Advertisement

Walter Ballard, 93; Pioneering Airmail Pilot

Share

Walter Ballard, credited with piloting the plane that carried the nation’s first load of transcontinental airmail in 1932, died Sunday at his home in La Mesa at 93.

A devotee of fast cars and stunt flying in the embryonic days of both cars and planes, Ballard was a pilot for American Airways, now American Airlines, in 1932, when he flew the first hop--from San Diego’s Lindbergh Field to Phoenix--of the first transcontinental mail delivery.

Ballard, who lived in the San Diego area for about 30 years, had learned to fly at North Island Naval Air Station in Coronado during World War I and commanded various naval air stations in the United States during World War II, said his wife, Susan.
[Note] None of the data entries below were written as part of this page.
//! Proxy acquisition chain
//!
//! Sources are tried in order: proxy list file (or inline list), external
//! discovery helper, in-process broker. Every source error is logged,
//! recorded as a [`RefreshJob`] and treated as an empty result.

pub mod broker;
pub mod external;
pub mod file;
pub mod http;

use std::collections::HashSet;
use std::sync::atomic::{AtomicBool, AtomicUsize, Ordering};
use std::sync::Arc;
use std::time::Instant;

use chrono::Utc;
use tokio::sync::{mpsc, Mutex};
use tracing::{debug, info, instrument, warn};

pub use broker::{DiscoveryQuery, DiscoveryType, FeedBroker, ProxyBroker};
pub use external::ExternalProcessSource;
pub use file::FileSource;

use crate::config::{Config, DiscoveryConfig};
use crate::error::Result;
use crate::models::{Proxy, RefreshJob, RefreshReport, RefreshSource};
use crate::proxy::pool::ProxyPool;

const BROKER_QUEUE_CAPACITY: usize = 64;

/// Which stages of the chain a run may use
#[derive(Debug, Clone, Copy, PartialEq, Eq)]
pub struct RefreshPlan {
    pub read_file: bool,
    pub discover: bool,
}

impl RefreshPlan {
    /// Cheapest source only
    pub const FILE_ONLY: Self = Self {
        read_file: true,
        discover: false,
    };
    /// External helper and broker, skipping the file
    pub const DISCOVERY_ONLY: Self = Self {
        read_file: false,
        discover: true,
    };
    /// File, then external helper, then broker
    pub const FULL: Self = Self {
        read_file: true,
        discover: true,
    };
}

/// Gate evaluated after the collect lock is acquired
#[derive(Debug, Clone, Copy, PartialEq, Eq)]
pub enum RunCondition {
    Always,
    /// Skip when another caller refilled the pool while we waited
    WhenNoLiveProxy,
}

pub struct AcquisitionChain {
    file: FileSource,
    verify_file: bool,
    external: Option<ExternalProcessSource>,
    broker: Option<Arc<dyn ProxyBroker>>,
    discovery: DiscoveryConfig,
    collect_lock: Mutex<()>,
    verify_lock: Mutex<()>,
    /// Set once the first discovery attempt has completed
    initial_done: AtomicBool,
    runs: AtomicUsize,
}

impl AcquisitionChain {
    pub fn new(file: FileSource, discovery: DiscoveryConfig) -> Self {
        Self {
            file,
            verify_file: false,
            external: None,
            broker: None,
            discovery,
            collect_lock: Mutex::new(()),
            verify_lock: Mutex::new(()),
            initial_done: AtomicBool::new(false),
            runs: AtomicUsize::new(0),
        }
    }

    pub fn from_config(config: &Config) -> Result<Self> {
        let acq = &config.acquisition;
        let mut chain = Self::new(
            FileSource::new(acq.proxy_list_path.clone(), acq.inline_proxies.clone()),
            config.discovery.clone(),
        )
        .verify_file_proxies(acq.verify_file_proxies);

        if let Some(external) = ExternalProcessSource::from_config(&acq.external) {
            chain = chain.with_external(external);
        }
        if config.discovery.broker_enabled {
            chain = chain.with_broker(Arc::new(FeedBroker::from_config(&config.discovery)?));
        }
        Ok(chain)
    }

    pub fn with_external(mut self, external: ExternalProcessSource) -> Self {
        self.external = Some(external);
        self
    }

    pub fn with_broker(mut self, broker: Arc<dyn ProxyBroker>) -> Self {
        self.broker = Some(broker);
        self
    }

    pub fn verify_file_proxies(mut self, verify: bool) -> Self {
        self.verify_file = verify;
        self
    }

    /// Number of runs that got past the collect lock and its condition
    pub fn runs(&self) -> usize {
        self.runs.load(Ordering::SeqCst)
    }

    /// Count limit for the next discovery attempt
    pub fn discovery_limit(&self) -> usize {
        if self.initial_done.load(Ordering::SeqCst) {
            self.discovery.periodic_count
        } else {
            self.discovery.initial_count
        }
    }

    /// Run the chain and merge its results into `pool`
    ///
    /// The collect lock is held for the whole run, including the merge, so a
    /// caller queued behind it observes the refilled pool.
    #[instrument(skip(self, pool))]
    pub async fn run(&self, plan: RefreshPlan, pool: &ProxyPool, condition: RunCondition) -> RefreshReport {
        let _collect = self.collect_lock.lock().await;

        if condition == RunCondition::WhenNoLiveProxy && pool.select_live().is_some() {
            debug!("Pool was refilled while waiting, skipping acquisition");
            return RefreshReport::skipped();
        }
        self.runs.fetch_add(1, Ordering::SeqCst);

        let mut report = RefreshReport::default();

        if plan.read_file {
            report.proxies = self.read_file(&mut report.jobs).await;
            report.added = pool.add_all(report.proxies.iter().cloned());
        }
        // A list that only repeats known proxies does not count as a refill
        if plan.discover && report.added == 0 {
            let found = self.discover(&mut report.jobs).await;
            report.added += pool.add_all(found.iter().cloned());
            for proxy in found {
                if !report.proxies.contains(&proxy) {
                    report.proxies.push(proxy);
                }
            }
        }

        info!(
            sources = ?report.sources(),
            found = report.proxies.len(),
            added = report.added,
            "Acquisition run finished"
        );
        report
    }

    /// Submit `candidates` to the broker in check mode, keeping the
    /// reachable subset
    ///
    /// Without a broker the list is returned unchanged.
    #[instrument(skip(self, candidates), fields(candidates = candidates.len()))]
    pub async fn verify(&self, candidates: Vec<Proxy>) -> Result<Vec<Proxy>> {
        let Some(broker) = &self.broker else {
            warn!("No broker configured, proxies are used unverified");
            return Ok(candidates);
        };

        let _verify = self.verify_lock.lock().await;
        let query = DiscoveryQuery::from_config(&self.discovery, 0);
        let (tx, rx) = mpsc::channel(BROKER_QUEUE_CAPACITY);
        let (result, alive) = tokio::join!(broker.check(candidates, &query, tx), drain(rx, 0));
        result.map(|_| alive)
    }

    async fn read_file(&self, jobs: &mut Vec<RefreshJob>) -> Vec<Proxy> {
        let started_at = Utc::now();
        let timer = Instant::now();
        let (source, result) = match self.file.load().await {
            Ok((source, list)) => (source, Ok(list)),
            Err(e) => (RefreshSource::File, Err(e)),
        };
        let proxies = record(jobs, source, result, started_at, timer);

        if self.verify_file && !proxies.is_empty() {
            let started_at = Utc::now();
            let timer = Instant::now();
            let result = self.verify(proxies).await;
            return record(jobs, RefreshSource::Verify, result, started_at, timer);
        }
        proxies
    }

    async fn discover(&self, jobs: &mut Vec<RefreshJob>) -> Vec<Proxy> {
        if self.external.is_none() && self.broker.is_none() {
            return Vec::new();
        }

        let limit = self.discovery_limit();
        let query = DiscoveryQuery::from_config(&self.discovery, limit);
        let mut proxies = Vec::new();

        if let Some(external) = &self.external {
            let started_at = Utc::now();
            let timer = Instant::now();
            let result = external.collect(limit, &query.settings()).await;
            proxies = record(jobs, RefreshSource::External, result, started_at, timer);
        }

        if proxies.is_empty() {
            if let Some(broker) = &self.broker {
                let started_at = Utc::now();
                let timer = Instant::now();
                let result = find_with(broker.as_ref(), &query).await;
                proxies = record(jobs, RefreshSource::Broker, result, started_at, timer);
            }
        }

        if !self.initial_done.swap(true, Ordering::SeqCst) {
            debug!(
                next_limit = self.discovery.periodic_count,
                "Initial discovery done, switching to periodic count"
            );
        }
        proxies
    }
}

/// Log and record a source attempt, converting errors to an empty list
fn record(
    jobs: &mut Vec<RefreshJob>,
    source: RefreshSource,
    result: Result<Vec<Proxy>>,
    started_at: chrono::DateTime<Utc>,
    timer: Instant,
) -> Vec<Proxy> {
    let job = RefreshJob::new(source, &result, started_at, timer.elapsed());
    debug!(job_id = %job.id, source = %source, produced = job.produced, "Source finished");
    jobs.push(job);

    match result {
        Ok(list) => list,
        Err(e) => {
            warn!(source = %source, error = %e, "Proxy source failed");
            Vec::new()
        }
    }
}

/// Drive a broker discovery while draining its queue
///
/// A failed discovery discards whatever was streamed before the error.
async fn find_with(broker: &dyn ProxyBroker, query: &DiscoveryQuery) -> Result<Vec<Proxy>> {
    let (tx, rx) = mpsc::channel(BROKER_QUEUE_CAPACITY);
    let (result, found) = tokio::join!(broker.find(query, tx), drain(rx, query.limit));
    debug!(broker = broker.name(), found = found.len(), "Broker discovery finished");
    result.map(|_| found)
}

/// Consume the queue until the `None` sentinel (or a closed channel),
/// deduplicating and keeping at most `limit` entries (0 = unbounded)
async fn drain(mut rx: mpsc::Receiver<Option<Proxy>>, limit: usize) -> Vec<Proxy> {
    let mut seen = HashSet::new();
    let mut out = Vec::new();

    while let Some(Some(proxy)) = rx.recv().await {
        if limit > 0 && out.len() >= limit {
            continue;
        }
        if seen.insert(proxy.clone()) {
            out.push(proxy);
        }
    }
    out
}
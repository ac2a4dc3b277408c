//! Background services

pub mod pool_stats;
pub mod refresher;

pub use pool_stats::PoolStatsReporter;
pub use refresher::{PeriodicRefresher, RefresherHandle};
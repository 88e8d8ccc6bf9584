//! API error types and JSON error response formatting.
//!
//! ApiError gives every endpoint the same `{error, message}` body and maps
//! billing and chat failures to HTTP status codes.

use axum::http::StatusCode;
use axum::response::{IntoResponse, Response};
use axum::Json;
use serde::Serialize;

use powerpredict_billing::BillingError;
use powerpredict_chat::ChatError;

/// JSON error response body.
#[derive(Debug, Serialize)]
pub struct ErrorBody {
    /// Machine-readable error code (e.g., "bad_request", "bad_gateway").
    pub error: String,
    /// Human-readable error message.
    pub message: String,
}

/// API error type that maps to HTTP status codes and JSON responses.
#[derive(Debug)]
pub enum ApiError {
    /// 400 Bad Request - missing or invalid parameters.
    BadRequest(String),
    /// 404 Not Found - resource does not exist.
    NotFound(String),
    /// 409 Conflict - request clashes with session state.
    Conflict(String),
    /// 422 Unprocessable Entity - valid syntax but semantic validation failure.
    UnprocessableEntity(String),
    /// 500 Internal Server Error - unexpected server error.
    Internal(String),
    /// 502 Bad Gateway - the upstream assistant failed.
    BadGateway(String),
    /// 503 Service Unavailable - component not configured.
    ServiceUnavailable(String),
}

impl ApiError {
    pub fn status(&self) -> StatusCode {
        match self {
            ApiError::BadRequest(_) => StatusCode::BAD_REQUEST,
            ApiError::NotFound(_) => StatusCode::NOT_FOUND,
            ApiError::Conflict(_) => StatusCode::CONFLICT,
            ApiError::UnprocessableEntity(_) => StatusCode::UNPROCESSABLE_ENTITY,
            ApiError::Internal(_) => StatusCode::INTERNAL_SERVER_ERROR,
            ApiError::BadGateway(_) => StatusCode::BAD_GATEWAY,
            ApiError::ServiceUnavailable(_) => StatusCode::SERVICE_UNAVAILABLE,
        }
    }
}

impl IntoResponse for ApiError {
    fn into_response(self) -> Response {
        let status = self.status();
        let (error_code, message) = match self {
            ApiError::BadRequest(msg) => ("bad_request", msg),
            ApiError::NotFound(msg) => ("not_found", msg),
            ApiError::Conflict(msg) => ("conflict", msg),
            ApiError::UnprocessableEntity(msg) => ("unprocessable_entity", msg),
            ApiError::Internal(msg) => ("internal_error", msg),
            ApiError::BadGateway(msg) => ("bad_gateway", msg),
            ApiError::ServiceUnavailable(msg) => ("service_unavailable", msg),
        };

        let body = ErrorBody {
            error: error_code.to_string(),
            message,
        };

        (status, Json(body)).into_response()
    }
}

impl From<BillingError> for ApiError {
    fn from(err: BillingError) -> Self {
        match &err {
            BillingError::InvalidAppliance { .. } => ApiError::UnprocessableEntity(err.to_string()),
            BillingError::ApplianceNotFound(_) => ApiError::NotFound(err.to_string()),
        }
    }
}

impl From<ChatError> for ApiError {
    fn from(err: ChatError) -> Self {
        match &err {
            ChatError::EmptyMessage | ChatError::MessageTooLong(_) => {
                ApiError::BadRequest(err.to_string())
            }
            ChatError::Busy | ChatError::Closed => ApiError::Conflict(err.to_string()),
            ChatError::AssistantUnavailable(_) => ApiError::BadGateway(err.to_string()),
            ChatError::Configuration(_) => ApiError::ServiceUnavailable(err.to_string()),
        }
    }
}

#[cfg(test)]
mod tests {
    use super::*;

    #[test]
    fn test_billing_errors_map_to_status() {
        let invalid = BillingError::InvalidAppliance {
            name: "Heater".to_string(),
            field: "hours_per_day",
            reason: "must be <= 24 (got 30)".to_string(),
        };
        assert_eq!(ApiError::from(invalid).status(), StatusCode::UNPROCESSABLE_ENTITY);
    }

    #[test]
    fn test_chat_errors_map_to_status() {
        assert_eq!(ApiError::from(ChatError::EmptyMessage).status(), StatusCode::BAD_REQUEST);
        assert_eq!(
            ApiError::from(ChatError::MessageTooLong(2000)).status(),
            StatusCode::BAD_REQUEST
        );
        assert_eq!(
            ApiError::from(ChatError::AssistantUnavailable("timeout".into())).status(),
            StatusCode::BAD_GATEWAY
        );
        assert_eq!(
            ApiError::from(ChatError::Configuration("no key".into())).status(),
            StatusCode::SERVICE_UNAVAILABLE
        );
        assert_eq!(ApiError::from(ChatError::Busy).status(), StatusCode::CONFLICT);
    }

    #[test]
    fn test_into_response_uses_status() {
        let resp = ApiError::BadGateway("upstream down".to_string()).into_response();
        assert_eq!(resp.status(), StatusCode::BAD_GATEWAY);
    }
}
She added that he logged more than 3 million air miles and 20,000 flying hours in 25 different types of planes.

Advertisement

“Walter was a slice of early aviation history,” said Edwin McKellar, executive director of the San Diego Aerospace Museum. “He will be greatly missed at the museum, where he spent many hours and years helping to restore planes in our collection.”

Ballard had been a volunteer at the museum until a few months before his death.

Among the planes he helped restore was a 1917 Curtiss JN4-D “Jenny,” in which Ballard learned to fly during World War I. The war ended just as he finished training.

“We put in 10 hours a day at North Island, learning almost everything there was to know about airplanes,” he said a few years ago. “It didn’t seem right to let all that training go to waste.”

After World War II he sold real estate in the San Diego area.